Le manque ou l’insuffisance
d’accès à l’eau potable
peut être aussi une source de nuisance, source de maladie et de mort.
Au
Burundi, plus de 50% de la population n’ont pas d’accès aux infrastructures
hydrauliques fonctionnelles et faute d’autres alternatives, font recours à la
consommation de l’eau de surface non préalablement traitée Elle est une des causes principales de
l’apparition répétitive des infections intestinales aigues telle que le Cholera
et la dysenterie bacillaire dans la plaine de l’IMBO et tout au long du Lac TANGANYIKA.
Au
Burundi, les maladies diarrhéiques occupent plus de 20% de causes de
consultations enregistrées dans les formations sanitaires. Elles sont liées à
la consommation de l’eau contaminée et au manque ou insuffisance d’hygiène.
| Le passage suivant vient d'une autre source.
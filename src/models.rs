//! Data models shared by the fetch, extract and store stages.
//!
//! - [`RankingEntry`]: one normalized row of a trending list
//! - [`RunReport`]: what a single pipeline pass produced, per sink
//!
//! Every [`RankingEntry`] field is plain text. Absent values are empty
//! strings, never `None`, so both sinks see the same shape the snapshot
//! header advertises.

use serde::{Deserialize, Serialize};

/// Format used for `rectime` in entries, the snapshot file and the log table.
pub const RECTIME_FORMAT: &str = "%Y-%m-%d %H:%M:%S";

/// A single ranking entry scraped from a platform group.
///
/// Field order matters: it is the column order of the snapshot header
/// (`title, link, hotcount, platform, slist, rectime`).
#[derive(Debug, Clone, PartialEq, Eq, Deserialize, Serialize)]
pub struct RankingEntry {
    /// Headline text of the entry.
    pub title: String,
    /// Absolute URL of the entry.
    pub link: String,
    /// Popularity figure as shown on the site (e.g. `"123万"`), kept as text.
    pub hotcount: String,
    /// Platform label of the enclosing group (e.g. `"微博"`).
    pub platform: String,
    /// Sub-list label of the enclosing group, empty when the group has none.
    pub slist: String,
    /// Group-level recorded time formatted with [`RECTIME_FORMAT`], or empty.
    pub rectime: String,
}

impl RankingEntry {
    /// The recorded time as an SQL value: `None` when empty.
    pub fn rectime_opt(&self) -> Option<&str> {
        if self.rectime.is_empty() {
            None
        } else {
            Some(self.rectime.as_str())
        }
    }
}

/// Result of writing one sink.
#[derive(Debug, Clone, PartialEq, Eq, Serialize)]
#[serde(tag = "status", rename_all = "snake_case")]
pub enum SinkOutcome {
    /// The sink accepted `rows` entries.
    Written { rows: usize },
    /// The sink failed; nothing from this run is in it.
    Failed { error: String },
}

impl SinkOutcome {
    pub fn is_written(&self) -> bool {
        matches!(self, SinkOutcome::Written { .. })
    }
}

/// Summary of one pipeline pass.
#[derive(Debug, Clone, Serialize)]
pub struct RunReport {
    /// Local start time, [`RECTIME_FORMAT`].
    pub started_at: String,
    /// Local finish time, [`RECTIME_FORMAT`].
    pub finished_at: String,
    /// Fragments in the fetched blob, diagnostics included.
    pub fragments: usize,
    /// Fragments that are diagnostic markers.
    pub failed_fragments: usize,
    /// Entries extracted.
    pub entries: usize,
    /// Groups whose recorded time could not be parsed.
    pub time_parse_failures: usize,
    pub snapshot: SinkOutcome,
    pub log: SinkOutcome,
}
Sur
toute sa chaine
La
consommation de l’eau contaminée et le
manque d’hygiène demeurent donc une préoccupation majeure de la santé publique
et du développement socio - économique pour plus de 5 millions de burundais.
Le projet de renforcement des
capacités des communautés sur
l’hygiène de l’eau en milieu rural s’avère une alternative de solution
pour avoir l’accès à l’eau potable à moindre cout de façon durable.